Where do you think I should go next and why?


----------



## Odin (Feb 22, 2016)

Oregon good place for UFO sighting I hear... :::::: wooo waaa...
*would be my reason...

Seriously though, Good luck where ever you go.


----------



## Deleted member 15262 (Feb 22, 2016)

Definitely check out Washington, there's lots of hippie communities there that you can hang out for a while (work/stay) around the Seattle area, and it's BEAUTIFUL! Austin for sure too, I'm from here downtown has tons going on in April. I've heard some mixed feelings about flagstaff and the piggies are supposedly hard on bums. But Arizona in general is a great place to travel through early spring, one of my favs. Florida sucks, hard to find camp because the forest is super thick, and if you need to poop/pee be prepared to have a thousand mosquitoes land on your ass. It was miserable. St. Augustine is a great place to do some tourist shit though, and Navarre beach is a "secret" bum haven. If you go and run into Billy tell him Cat says hi. Either way, it's your choice and personal adventure, which will be dope no matter what


----------



## Rob Nothing (Feb 22, 2016)

Come to East WA. I house and feed you.
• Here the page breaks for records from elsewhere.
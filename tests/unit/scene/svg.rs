use super::*;
use crate::scene::model::{Gradient, Node, PatternTile, Scene, ViewBox};
use crate::scene::motion::Motion;
use crate::theme::Color;
use kurbo::{Point, Rect, Size, Vec2};

fn viewport() -> Size {
    Size::new(200.0, 100.0)
}

#[test]
fn num_is_compact() {
    assert_eq!(num(1.0), "1");
    assert_eq!(num(0.5), "0.5");
    assert_eq!(num(1.0 / 3.0), "0.333");
    assert_eq!(num(-0.0), "0");
    assert_eq!(num(f64::NAN), "0");
}

#[test]
fn static_scene_has_no_style_block() {
    let scene = Scene::new(ViewBox::Viewport)
        .with(Node::circle(Point::new(10.0, 10.0), 4.0).fill(Color::rgb8(255, 0, 0)));
    let svg = to_svg(&scene, viewport());
    assert!(svg.starts_with("<svg "));
    assert!(svg.ends_with("</svg>"));
    assert!(svg.contains(r##"<circle cx="10" cy="10" r="4" fill="#ff0000"/>"##));
    assert!(!svg.contains("<style>"));
}

#[test]
fn fixed_view_box_is_mapped_with_root_transform() {
    let scene =
        Scene::new(ViewBox::fixed(100.0, 100.0)).with(Node::rect(Rect::new(0.0, 0.0, 1.0, 1.0)));
    let svg = to_svg(&scene, viewport());
    assert!(svg.contains(r#"<g transform="matrix(2 0 0 1 0 0)">"#));
}

#[test]
fn motions_emit_keyframes_and_wrappers() {
    let node = Node::circle(Point::new(5.0, 5.0), 2.0)
        .fill(Color::WHITE)
        .motion(Motion::drift(Vec2::new(3.0, 0.0), 4.0).delay(-1.0))
        .motion(Motion::pulse(0.2, 1.0, 2.0));
    let svg = to_svg(&Scene::new(ViewBox::Viewport).with(node), viewport());
    assert!(svg.contains("<style>"));
    assert!(svg.contains("@keyframes bd-m0-k"));
    assert!(svg.contains("@keyframes bd-m1-k"));
    assert!(svg.contains("animation: bd-m0-k 4s"));
    assert!(svg.contains("-1s infinite alternate"));
    assert!(svg.contains(r#"<g class="bd-m0"><g class="bd-m1"><circle"#));
    assert!(svg.contains("/></g></g>"));
}

#[test]
fn gradients_and_patterns_land_in_defs() {
    let tile = PatternTile {
        size: Size::new(10.0, 10.0),
        children: vec![Node::circle(Point::new(5.0, 5.0), 1.0).fill(Color::BLACK)],
    };
    let scene = Scene::new(ViewBox::Viewport)
        .with(Node::new(crate::scene::model::Shape::Cover).fill(tile))
        .with(
            Node::new(crate::scene::model::Shape::Cover).fill(
                Gradient::radial(Point::new(0.5, 0.5), 0.5)
                    .stop(0.0, Color::WHITE, 0.4)
                    .stop(1.0, Color::WHITE, 0.0),
            ),
        );
    let svg = to_svg(&scene, viewport());
    assert!(svg.contains(
        r#"<pattern id="bd-p0" patternUnits="userSpaceOnUse" width="10" height="10">"#
    ));
    assert!(svg.contains(r#"fill="url(#bd-p0)""#));
    assert!(svg.contains(r#"<radialGradient id="bd-g1""#));
    assert!(svg.contains(r#"stop-opacity="0.4""#));
}

#[test]
fn serialization_is_deterministic() {
    let scene = Scene::new(ViewBox::Viewport).with(
        Node::rect(Rect::new(0.0, 0.0, 50.0, 50.0))
            .fill(Gradient::linear(45.0).stop(0.0, Color::BLACK, 1.0))
            .blur(4.0),
    );
    assert_eq!(to_svg(&scene, viewport()), to_svg(&scene, viewport()));
}

#[test]
fn output_parses_with_usvg() {
    let node = Node::new(crate::scene::model::Shape::Noise {
        base_frequency: 0.65,
        octaves: 3,
    })
    .opacity(0.05);
    let scene = Scene::new(ViewBox::Viewport)
        .with(node)
        .with(
            Node::circle(Point::new(50.0, 50.0), 10.0)
                .fill(Color::WHITE)
                .blur(2.0),
        );
    let svg = to_svg(&scene, viewport());
    assert!(usvg::Tree::from_str(&svg, &usvg::Options::default()).is_ok());
}

#[test]
fn root_style_is_inlined_and_escaped() {
    let scene = Scene::new(ViewBox::Viewport);
    let plain = to_svg(&scene, viewport());
    assert!(!plain.contains("style="));
    let styled = to_svg_styled(&scene, viewport(), r#"opacity:0.5;font-family:"x""#);
    assert!(styled.contains(r#" style="opacity:0.5;font-family:&quot;x&quot;">"#));
}

#[test]
fn blur_region_covers_three_sigma_in_user_space() {
    let scene = Scene::new(ViewBox::Viewport).with(
        Node::circle(Point::new(50.0, 50.0), 10.0)
            .fill(Color::WHITE)
            .blur(5.0),
    );
    let svg = to_svg(&scene, viewport());
    assert!(svg.contains(
        r#"filterUnits="userSpaceOnUse" x="25" y="25" width="50" height="50"><feGaussianBlur stdDeviation="5"/>"#
    ));
}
Regrettably there is little reason to land east of the cascades, but if you do, hmu lady.

Oregon is a must, if you've never been. And Austin for that matter.


----------



## Deleted member 14481 (Feb 29, 2016)

All great suggestions and reasons!

@Odin Thank you. 
@HippieGangster Will do! ::lurking::
@severin That's very kind of you. Thank you! ::drinkingbuddy::


----------